(Information given)

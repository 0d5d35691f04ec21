// Rust guideline compliant 2026-10-12

//! Configuration management for EstateHub.

use crate::error::{Error, Result};
use crate::lifecycle::TransitionPolicy;
use crate::models::RecordKind;
use crate::schema::Schema;
use serde::{Deserialize, Serialize};
use std::path::Path;

/// Output format for command results.
#[derive(Debug, Clone, Copy, PartialEq, Eq, Serialize, Deserialize, Default)]
#[serde(rename_all = "snake_case")]
pub enum OutputFormat {
    /// JSON output format.
    Json,
    /// Human-readable table format.
    #[default]
    Table,
    /// Plain text format.
    Plain,
}

/// Configuration for EstateHub behavior.
#[derive(Debug, Clone, PartialEq, Serialize, Deserialize)]
pub struct Config {
    /// Rows per page when the caller does not ask for a size.
    #[serde(default = "default_page_size")]
    pub default_page_size: usize,

    /// Whether sold and rented listings may return to available.
    #[serde(default)]
    pub allow_relisting: bool,

    /// Default output format for commands.
    #[serde(default)]
    pub output_format: OutputFormat,

    /// Schema overrides, at most one per record kind.
    #[serde(default, skip_serializing_if = "Vec::is_empty")]
    pub schemas: Vec<Schema>,

    /// Transition tables replacing the default policy.
    #[serde(default, skip_serializing_if = "Option::is_none")]
    pub transitions: Option<TransitionPolicy>,
}

/// Default page size, matching the catalog grid.
fn default_page_size() -> usize {
    12
}

impl Default for Config {
    fn default() -> Self {
        Self {
            default_page_size: default_page_size(),
            allow_relisting: false,
            output_format: OutputFormat::default(),
            schemas: Vec::new(),
            transitions: None,
        }
    }
}

impl Config {
    /// Loads configuration from file and environment variables.
    ///
    /// Configuration is loaded in the following order (later overrides earlier):
    /// 1. Default values
    /// 2. Configuration file at `.estatehub/config.toml`
    /// 3. Environment variables with `ESTATEHUB_` prefix
    ///
    /// # Errors
    ///
    /// Returns an error if:
    /// - Configuration file exists but cannot be read
    /// - Configuration file contains invalid TOML or a self-transition
    /// - Configuration values fail validation
    pub fn load(dir: &Path) -> Result<Self> {
        let mut config = Self::default();

        let config_path = dir.join("config.toml");
        if config_path.exists() {
            let content = std::fs::read_to_string(&config_path)?;
            config = toml::from_str(&content)
                .map_err(|e| Error::Config(format!("Invalid config file: {e}")))?;
        }

        config.apply_env_overrides()?;
        config.validate()?;

        tracing::debug!(
            path = %config_path.display(),
            page_size = config.default_page_size,
            allow_relisting = config.allow_relisting,
            schema_overrides = config.schemas.len(),
            "configuration loaded"
        );

        Ok(config)
    }

    /// Applies environment variable overrides to the configuration.
    ///
    /// Supported environment variables:
    /// - `ESTATEHUB_DEFAULT_PAGE_SIZE` - Default page size (positive number)
    /// - `ESTATEHUB_ALLOW_RELISTING` - Allow re-listing (true/false)
    /// - `ESTATEHUB_OUTPUT_FORMAT` - Output format (json/table/plain)
    fn apply_env_overrides(&mut self) -> Result<()> {
        if let Ok(val) = std::env::var("ESTATEHUB_DEFAULT_PAGE_SIZE") {
            self.default_page_size = val.parse().map_err(|_| {
                Error::Config("ESTATEHUB_DEFAULT_PAGE_SIZE must be a positive number".to_string())
            })?;
        }

        if let Ok(val) = std::env::var("ESTATEHUB_ALLOW_RELISTING") {
            self.allow_relisting = val.parse().map_err(|_| {
                Error::Config("ESTATEHUB_ALLOW_RELISTING must be true or false".to_string())
            })?;
        }

        if let Ok(val) = std::env::var("ESTATEHUB_OUTPUT_FORMAT") {
            self.output_format = match val.as_str() {
                "json" => OutputFormat::Json,
                "table" => OutputFormat::Table,
                "plain" => OutputFormat::Plain,
                _ => {
                    return Err(Error::Config(
                        "ESTATEHUB_OUTPUT_FORMAT must be json, table, or plain".to_string(),
                    ))
                }
            };
        }

        Ok(())
    }

    fn validate(&self) -> Result<()> {
        if self.default_page_size == 0 {
            return Err(Error::Config(
                "default_page_size must be greater than 0".to_string(),
            ));
        }

        let mut seen = Vec::with_capacity(self.schemas.len());
        for schema in &self.schemas {
            if seen.contains(&schema.kind) {
                return Err(Error::Config(format!(
                    "schema for {} is declared more than once",
                    schema.kind
                )));
            }
            seen.push(schema.kind);
            schema
                .validate()
                .map_err(|e| Error::Config(e.to_string()))?;
        }

        Ok(())
    }

    /// Returns the schema for a kind: the configured override, else the builtin.
    #[must_use]
    pub fn schema(&self, kind: RecordKind) -> Schema {
        self.schemas
            .iter()
            .find(|schema| schema.kind == kind)
            .cloned()
            .unwrap_or_else(|| Schema::builtin(kind))
    }

    /// Returns the transition policy in effect.
    ///
    /// The re-listing allowance is applied on top of whichever listing table
    /// is configured.
    #[must_use]
    pub fn transition_policy(&self) -> TransitionPolicy {
        let policy = self.transitions.clone().unwrap_or_default();
        if self.allow_relisting {
            policy.with_relisting()
        } else {
            policy
        }
    }

    /// Saves the configuration to a TOML file.
    ///
    /// # Errors
    ///
    /// Returns an error if:
    /// - The file cannot be created or written
    /// - Serialization fails
    pub fn save(&self, dir: &Path) -> Result<()> {
        let config_path = dir.join("config.toml");
        let content = toml::to_string_pretty(self)
            .map_err(|e| Error::Config(format!("Failed to serialize config: {e}")))?;
        std::fs::write(&config_path, content)?;
        Ok(())
    }
}

#[cfg(test)]
mod tests {
    use super::*;
    use crate::models::ListingStatus;
    use std::sync::Mutex;
    use tempfile::TempDir;

    // Tests touching ESTATEHUB_* variables must not interleave.
    static ENV_LOCK: Mutex<()> = Mutex::new(());

    fn clear_all_env_vars() {
        std::env::remove_var("ESTATEHUB_DEFAULT_PAGE_SIZE");
        std::env::remove_var("ESTATEHUB_ALLOW_RELISTING");
        std::env::remove_var("ESTATEHUB_OUTPUT_FORMAT");
    }

    #[test]
    fn test_default_config() {
        let config = Config::default();
        assert_eq!(config.default_page_size, 12);
        assert!(!config.allow_relisting);
        assert_eq!(config.output_format, OutputFormat::Table);
        assert!(config.schemas.is_empty());
        assert!(config.transitions.is_none());
    }

    #[test]
    fn test_config_load_missing_file() {
        let _guard = ENV_LOCK.lock().unwrap();
        clear_all_env_vars();
        let temp_dir = TempDir::new().unwrap();
        let config = Config::load(temp_dir.path()).unwrap();
        assert_eq!(config, Config::default());
    }

    #[test]
    fn test_config_load_from_file() {
        let _guard = ENV_LOCK.lock().unwrap();
        clear_all_env_vars();
        let temp_dir = TempDir::new().unwrap();
        let content = r#"
default_page_size = 6
allow_relisting = true
output_format = "json"
"#;
        std::fs::write(temp_dir.path().join("config.toml"), content).unwrap();

        let config = Config::load(temp_dir.path()).unwrap();
        assert_eq!(config.default_page_size, 6);
        assert!(config.allow_relisting);
        assert_eq!(config.output_format, OutputFormat::Json);
    }

    #[test]
    fn test_config_validation_zero_page_size() {
        let _guard = ENV_LOCK.lock().unwrap();
        clear_all_env_vars();
        let temp_dir = TempDir::new().unwrap();
        std::fs::write(temp_dir.path().join("config.toml"), "default_page_size = 0").unwrap();

        let result = Config::load(temp_dir.path());
        assert!(matches!(result, Err(Error::Config(_))));
    }

    #[test]
    fn test_config_transitions_replace_table() {
        let _guard = ENV_LOCK.lock().unwrap();
        clear_all_env_vars();
        let temp_dir = TempDir::new().unwrap();
        let content = r#"
[[transitions.listing]]
from = "sold"
to = ["off_market"]
"#;
        std::fs::write(temp_dir.path().join("config.toml"), content).unwrap();

        let config = Config::load(temp_dir.path()).unwrap();
        let policy = config.transition_policy();
        assert!(policy.listing.allows(ListingStatus::Sold, ListingStatus::OffMarket));
        assert!(!policy.listing.allows(ListingStatus::Available, ListingStatus::Sold));
        assert_eq!(policy.inquiry, TransitionPolicy::default().inquiry);
    }

    #[test]
    fn test_config_rejects_self_transition() {
        let _guard = ENV_LOCK.lock().unwrap();
        clear_all_env_vars();
        let temp_dir = TempDir::new().unwrap();
        let content = r#"
[[transitions.listing]]
from = "sold"
to = ["sold"]
"#;
        std::fs::write(temp_dir.path().join("config.toml"), content).unwrap();

        assert!(Config::load(temp_dir.path()).is_err());
    }

    #[test]
    fn test_config_rejects_unknown_schema_field() {
        let _guard = ENV_LOCK.lock().unwrap();
        clear_all_env_vars();
        let temp_dir = TempDir::new().unwrap();
        let content = r#"
[[schemas]]
kind = "amenity"
fields = [{ name = "rating", type = "number", filterable = true, sortable = true, searchable = false }]
"#;
        std::fs::write(temp_dir.path().join("config.toml"), content).unwrap();

        assert!(matches!(Config::load(temp_dir.path()), Err(Error::Config(_))));
    }

    #[test]
    fn test_config_env_override_page_size() {
        let _guard = ENV_LOCK.lock().unwrap();
        clear_all_env_vars();
        let temp_dir = TempDir::new().unwrap();

        std::env::set_var("ESTATEHUB_DEFAULT_PAGE_SIZE", "24");
        let config = Config::load(temp_dir.path()).unwrap();
        assert_eq!(config.default_page_size, 24);

        clear_all_env_vars();
    }

    #[test]
    fn test_config_env_override_relisting() {
        let _guard = ENV_LOCK.lock().unwrap();
        clear_all_env_vars();
        let temp_dir = TempDir::new().unwrap();

        std::env::set_var("ESTATEHUB_ALLOW_RELISTING", "true");
        let config = Config::load(temp_dir.path()).unwrap();
        assert!(config
            .transition_policy()
            .listing
            .allows(ListingStatus::Sold, ListingStatus::Available));

        clear_all_env_vars();
    }

    #[test]
    fn test_config_env_invalid_format() {
        let _guard = ENV_LOCK.lock().unwrap();
        clear_all_env_vars();
        let temp_dir = TempDir::new().unwrap();

        std::env::set_var("ESTATEHUB_OUTPUT_FORMAT", "invalid");
        let result = Config::load(temp_dir.path());
        assert!(result.is_err());

        clear_all_env_vars();
    }

    #[test]
    fn test_config_file_overridden_by_env() {
        let _guard = ENV_LOCK.lock().unwrap();
        clear_all_env_vars();
        let temp_dir = TempDir::new().unwrap();
        std::fs::write(temp_dir.path().join("config.toml"), "default_page_size = 6").unwrap();

        std::env::set_var("ESTATEHUB_DEFAULT_PAGE_SIZE", "9");
        let config = Config::load(temp_dir.path()).unwrap();
        assert_eq!(config.default_page_size, 9);

        clear_all_env_vars();
    }

    #[test]
    fn test_config_save_and_load() {
        let _guard = ENV_LOCK.lock().unwrap();
        clear_all_env_vars();
        let temp_dir = TempDir::new().unwrap();

        let original = Config {
            default_page_size: 8,
            allow_relisting: true,
            output_format: OutputFormat::Plain,
            schemas: vec![Schema::builtin(RecordKind::Amenity)],
            transitions: Some(TransitionPolicy::default()),
        };

        original.save(temp_dir.path()).unwrap();
        let loaded = Config::load(temp_dir.path()).unwrap();
        assert_eq!(original, loaded);
    }
}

(End Information given)

### Task prompt
Collect every line above that contains the word "variables".

### Expected answer
    /// Loads configuration from file and environment variables.
    /// 3. Environment variables with `ESTATEHUB_` prefix
    /// Supported environment variables:
    // Tests touching ESTATEHUB_* variables must not interleave.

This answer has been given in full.